Managing T-DXd Adverse Events in the Real World: Now that breast cancer indications for trastuzumab deruxtecan have expanded, oncologists have been prescribing the drug more frequently. But with this greater use is a growing awareness of trastuzumab’s toxicities, which include nausea, vomiting, neutropenia, and interstitial lung disease/pneumonitis. While the drug’s labeling warns of these side effects, some oncologists have become more aggressive with prophylaxis and are taking extra time with patients to explain the potential risks before starting therapy.
Blood Test Signals BRCA Breast Cancer 2 Years Before Diagnosis: Breast cancer can be detected up to 2 years before diagnosis using a recently developed blood test for women who are at high risk. In an analysis of serum samples from women who developed breast cancer and those who did not, researchers found that the levels of 6 of 764 candidate proteins were significantly different between the two groups up to 2 years before diagnosis.

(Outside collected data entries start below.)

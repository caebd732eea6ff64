//! # huddle-protocol
//!
//! Wire protocol definitions for Huddle.
//!
//! This crate defines the frames exchanged between Huddle clients and the
//! server, the [`PresenceEvent`] that is fanned out to room subscribers, and
//! the codecs used to put both on the wire.
//!
//! ## Frame Types
//!
//! - `Subscribe` / `Unsubscribe` - Attach a connection to a room's topic
//! - `Join` / `Leave` / `Message` - Room actions routed through presence
//! - `Event` - An enriched presence event delivered to subscribers
//! - `Ack` / `Error` - Acknowledgments and errors
//!
//! ## Example
//!
//! ```rust
//! use huddle_protocol::{Frame, codec};
//!
//! let frame = Frame::join("room-1", "alice");
//!
//! let encoded = codec::encode(&frame).unwrap();
//! let decoded = codec::decode(&encoded).unwrap();
//! assert_eq!(frame, decoded);
//! ```

pub mod codec;
pub mod event;
pub mod frames;
pub mod version;

pub use codec::{decode, encode, ProtocolError, WireFormat};
pub use event::{EventKind, PresenceEvent};
pub use frames::{error_codes, Frame, FrameType};
pub use version::{Version, PROTOCOL_VERSION};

Novel Vaccine Approach Halts Disease After 23 Years of Breast Cancer: A woman who had breast cancer for 23 years and who underwent 12 lines of treatments experienced a dramatic response after receiving a novel cancer vaccine. The patient, who had been participating in a small clinical trial, showed no evidence of new or recurrent disease, and her metastases at several sites were in regression. The vaccine combines local low-dose radiation and PD-1 inhibitor pembrolizumab (Keytruda) along with intramural Flt3L, which stimulates dendritic cells, and intravenous poly-ICLC, an immune-stimulating factor.
“Remarkable” Results: Some Patients With Breast Cancer Skip Surgery: Findings from a small study involving women with early triple-negative or HER2-positive breast cancer suggest that some women may be able to safely skip surgery and immediately undergo whole-breast radiation therapy. After a median follow-up of 26.4 months, women who skipped surgery showed no signs of a single locoregional or distant recurrence.
Olaparib Plus RT Well Tolerated in Triple-Negative Breast Cancer: Using the PARP inhibitor olaparib along with radiation therapy increased the efficacy of radiation therapy, and the combination was well tolerated. At 3 years, the overall survival rate among patients was 83%, and the event-free survival rate was 65%. At a median follow-up of 34 months, only 1 of 24 patients developed late treatment-related grade 2 adverse events; no grade 3 or greater adverse events occurred.